Responding to Burnout

Working Well, a program that helps employers develop a strategic plan to impact employee health by focusing on evidence-based policy, systems, and environmental changes, was recently awarded a grant from The Duke Endowment to incorporate an integrated, multi-layered approach to reducing burnout and improving worker wellbeing.

At a time when over half of the current healthcare workforce reports high burnout rates and low rates of job satisfaction in the country, this new effort will be one of the first to take a comprehensive, system-level approach that is necessary to make an effective difference in the lives of South Carolina’s hospital workers.

Jen Wright, the program director for Working Well who will spearhead the new initiative, which will be called Thriving Workforce, likens their approach to how statewide collective action in recent years has made tremendous strides on quality improvement initiatives in our hospitals. She cites Safe Surgery SC, an effort which oversaw a 22 percent reduction in post-surgical deaths, as a model for their efforts.

“Pockets of work are being done to address burnout, primarily targeting stress and personal resilience, but there’s been really limited efficacy thus far,” she explains. “A comprehensive, coordinated, strategic, statewide effort that encompasses organizational culture and workflow efficiencies, along with personal resilience, is necessary to truly impact the industry.”

“Our approach is unique and innovative as it coordinates and elevates efforts that are currently siloed within and across our membership to establish a critical mass among the industry to improve the healthcare system, healthcare workforce, and patient care.”

Working Well will collaborate, integrate, and align efforts with vital partners throughout the state that are also working to address this issue and  recognize the need for this comprehensive approach.

“Partnering with the SCHA’s Thriving Workforce team advances all of our efforts to build resilient organizations throughout our state and beyond,” says Rachel Brown, Medical Director of Health and Wellness at the Prisma Health Midlands Affiliate. “[It] encourages regional unity and support in addressing the crisis of healthcare worker burnout and its impact.”

“We believe that in order for us to achieve our mission to preserve and optimize human life in South Carolina and beyond, we must focus on the health of our own workforce,” agrees Dr. Susan L. Johnson, an Assistant Professor and Director of Health Promotion at MUSC. “With the generous support from the Duke Endowment, healthcare providers in SC and beyond will soon have much-needed resources and support to create a culture of wellbeing to combat burnout and distress in the workplace.”

The financial implications of turning things around could be profound.
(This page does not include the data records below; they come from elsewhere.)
//! Agent side: finds servers, keeps a session to each and receives files

use anyhow::Result;
use crossbeam_channel::Receiver;
use parking_lot::Mutex;
use std::net::{IpAddr, SocketAddr};
use std::path::Path;
use std::sync::{Arc, Weak};
use tracing::{debug, info, warn};
use uuid::Uuid;

use crate::discovery::{Discoverer, PeerObserver, PeerRecord};
use crate::error::{SessionError, TransferError};
use crate::events::Event;
use crate::node::{Node, NodeOptions};
use crate::reconnect::ReconnectSupervisor;
use crate::session::{CloseReason, SessionInfo};
use crate::transfer::CancelOutcome;

pub struct Client {
    node: Arc<Node>,
    supervisor: Arc<ReconnectSupervisor>,
    discoverer: Mutex<Option<Discoverer>>,
}

impl Client {
    pub fn start(config: crate::config::Config, options: NodeOptions) -> Result<(Self, Receiver<Event>)> {
        let (node, events) = Node::new(config, options)?;
        let cfg = node.config();
        let supervisor = Arc::new(ReconnectSupervisor::new(
            cfg.reconnect_initial(),
            cfg.reconnect_max(),
            cfg.poll(),
            node.ctx.events.clone(),
            node.token().child(),
        ));

        // Dialed sessions that drop for any reason but a local close are retried
        let weak = Arc::downgrade(&node);
        let sup = supervisor.clone();
        let _ = node.ctx.on_close.set(Box::new(move |info: &SessionInfo, reason: &CloseReason| {
            if !info.outbound || *reason == CloseReason::Local {
                return;
            }
            let Some(node) = weak.upgrade() else {
                return;
            };
            if node.token().is_cancelled() {
                return;
            }
            info!(addr = %info.addr, %reason, "session lost, reconnecting");
            schedule(&sup, &node, info.addr);
        }));

        let discoverer = if cfg.discovery_enabled {
            let on_new: Option<PeerObserver> = if cfg.auto_connect {
                let weak = Arc::downgrade(&node);
                let sup = supervisor.clone();
                Some(Box::new(move |rec: &PeerRecord| {
                    if let Some(node) = weak.upgrade() {
                        schedule(&sup, &node, rec.session_addr());
                    }
                }))
            } else {
                None
            };
            match Discoverer::spawn(
                cfg,
                node.peers.clone(),
                node.ctx.events.clone(),
                on_new,
                node.token().child(),
            ) {
                Ok(d) => Some(d),
                Err(e) => {
                    warn!("discovery unavailable: {:#}", e);
                    node.ctx
                        .events
                        .emit(Event::DiscoveryUnavailable(format!("{:#}", e)));
                    None
                }
            }
        } else {
            None
        };

        Ok((
            Self {
                node,
                supervisor,
                discoverer: Mutex::new(discoverer),
            },
            events,
        ))
    }

    /// One connection attempt, no retries
    pub fn connect(&self, addr: SocketAddr) -> Result<SessionInfo, SessionError> {
        self.node.dial(addr)
    }

    /// Connect now and keep retrying with backoff until it succeeds. Returns
    /// false if a retry loop for `addr` is already running.
    pub fn connect_with_retry(&self, addr: SocketAddr) -> bool {
        schedule(&self.supervisor, &self.node, addr)
    }

    pub fn is_reconnecting(&self, addr: SocketAddr) -> bool {
        self.supervisor.is_active(addr)
    }

    /// Queue a file for a connected server
    pub fn send(&self, peer: IpAddr, path: impl AsRef<Path>) -> Result<Uuid, TransferError> {
        self.node.push(peer, path.as_ref())
    }

    pub fn cancel(&self, peer: IpAddr, file_name: &str) -> CancelOutcome {
        self.node.cancel(peer, file_name)
    }

    pub fn pending(&self, peer: IpAddr) -> Vec<String> {
        self.node.pending(peer)
    }

    /// Close the session to `peer`; it is not reconnected
    pub fn disconnect(&self, peer: IpAddr) -> bool {
        self.node.disconnect(peer)
    }

    pub fn sessions(&self) -> Vec<SessionInfo> {
        self.node.sessions()
    }

    /// Servers found by discovery
    pub fn peers(&self) -> Vec<PeerRecord> {
        self.node.peers.snapshot()
    }

    pub fn stop(&self) {
        self.node.stop();
        if let Some(d) = self.discoverer.lock().take() {
            d.join();
        }
    }
}

impl Drop for Client {
    fn drop(&mut self) {
        self.stop();
    }
}

fn schedule(sup: &ReconnectSupervisor, node: &Arc<Node>, addr: SocketAddr) -> bool {
    if node.ctx.sessions.contains(addr.ip()) {
        debug!(addr = %addr, "already connected");
        return false;
    }
    let weak: Weak<Node> = Arc::downgrade(node);
    sup.schedule(addr, move || {
        let Some(node) = weak.upgrade() else {
            return true;
        };
        match node.dial(addr) {
            Ok(_) | Err(SessionError::Duplicate(_)) => true,
            Err(e) => {
                debug!(addr = %addr, "connect failed: {}", e);
                false
            }
        }
    })
}
#[cfg(test)]
mod tests {
    use super::*;

    #[test]
    fn test_verdict_matches_only_current_file() {
        let ack = ControlFrame::FileAck {
            file_name: "a.exe".into(),
            status: AckStatus::Received,
        };
        assert_eq!(verdict(&ack, "a.exe"), Some(TransferStatus::Completed));
        assert_eq!(verdict(&ack, "b.exe"), None);

        let dup = ControlFrame::FileAck {
            file_name: "a.exe".into(),
            status: AckStatus::ReceivedAlready,
        };
        assert_eq!(verdict(&dup, "a.exe"), Some(TransferStatus::AlreadyPresent));

        let installed = ControlFrame::StatusUpdate {
            file_name: "a.exe".into(),
            status: RemoteStatus::Installed,
            message: None,
        };
        assert_eq!(verdict(&installed, "a.exe"), None);

        let failed = ControlFrame::StatusUpdate {
            file_name: "a.exe".into(),
            status: RemoteStatus::Failed,
            message: Some("disk full".into()),
        };
        assert_eq!(
            verdict(&failed, "a.exe"),
            Some(TransferStatus::Failed("disk full".into()))
        );
        assert_eq!(
            verdict(
                &ControlFrame::CancelTransfer {
                    file_name: "a.exe".into()
                },
                "a.exe"
            ),
            Some(TransferStatus::Cancelled)
        );
        assert_eq!(verdict(&ControlFrame::Heartbeat, "a.exe"), None);
    }

    #[test]
    fn test_table_rejects_duplicates_and_stale_removal() {
        let listener = std::net::TcpListener::bind("127.0.0.1:0").unwrap();
        let a = TcpStream::connect(listener.local_addr().unwrap()).unwrap();
        let b = TcpStream::connect(listener.local_addr().unwrap()).unwrap();
        let peer: IpAddr = "127.0.0.1".parse().unwrap();

        let mk = |stream: TcpStream, generation: u64| {
            Arc::new(Shared {
                generation,
                token: CancelToken::new(),
                stream,
                reason: Mutex::new(None),
                inbound: Mutex::new(InboundSlot::default()),
            })
        };
        let info = SessionInfo {
            peer,
            addr: listener.local_addr().unwrap(),
            outbound: true,
            identity: None,
            opened_at: Utc::now(),
        };
        let table = SessionTable::new();
        assert!(table.try_insert(info.clone(), mk(a, 1)));
        assert!(!table.try_insert(info.clone(), mk(b, 2)));
        assert!(table.contains(peer));

        // a stale generation never removes the live entry
        table.remove(peer, 2);
        assert_eq!(table.len(), 1);
        assert!(!table.cancel_inbound(peer, "x"));

        assert!(table.close(peer, CloseReason::Local));
        table.remove(peer, 1);
        assert!(table.is_empty());
        assert!(!table.close(peer, CloseReason::Local));
    }

    #[test]
    fn test_first_close_reason_wins() {
        let listener = std::net::TcpListener::bind("127.0.0.1:0").unwrap();
        let s = TcpStream::connect(listener.local_addr().unwrap()).unwrap();
        let shared = Shared {
            generation: 1,
            token: CancelToken::new(),
            stream: s,
            reason: Mutex::new(None),
            inbound: Mutex::new(InboundSlot::default()),
        };
        shared.close(CloseReason::Resync);
        shared.close(CloseReason::Local);
        assert_eq!(shared.reason(), Some(CloseReason::Resync));
        assert!(shared.token.is_cancelled());
    }
}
The cost associated with losing an RN in the workforce is $82,000-$88,000, while the replacement cost for a physician can be upwards of $1 million. That’s to say nothing of the impact on communities with large number of healthcare workers, or to the effects on access and quality of care that healthcare worker burnout has, particularly in rural communities.

The initiative will also stretch beyond South Carolina, with partners like the Oklahoma Hospital Association eager to take part.

“With Oklahoma’s poor overall health outcomes combined with the current financial pressures facing Oklahoma hospitals, creates an environment in which a healthy and thriving workforce is as important as ever,” states Sydney Tomlinson, a Health Improvement Initiatives Specialist at the Oklahoma Hospital Association. “These tools will be used to ensure Oklahoma hospitals create an environment where employee wellbeing is a priority in delivering high-quality patient care.”

Working Well will be integrating this work into their larger worker wellbeing framework and use a set of rigorous metrics and benchmarks to assess their efforts, including everything from quantitative outcome metrics like the Maslach Burnout Inventory and the Stanford Professional Fulfillment Index as well as traditional industry benchmarks like clinician turnover and job satisfaction scores.

“A professional workforce with low burnout and high professional fulfillment is vital to providing the best care to patients,” Wright concludes. “High professional fulfillment, rather than just burnout mitigation, should be the goal for any wellbeing program.”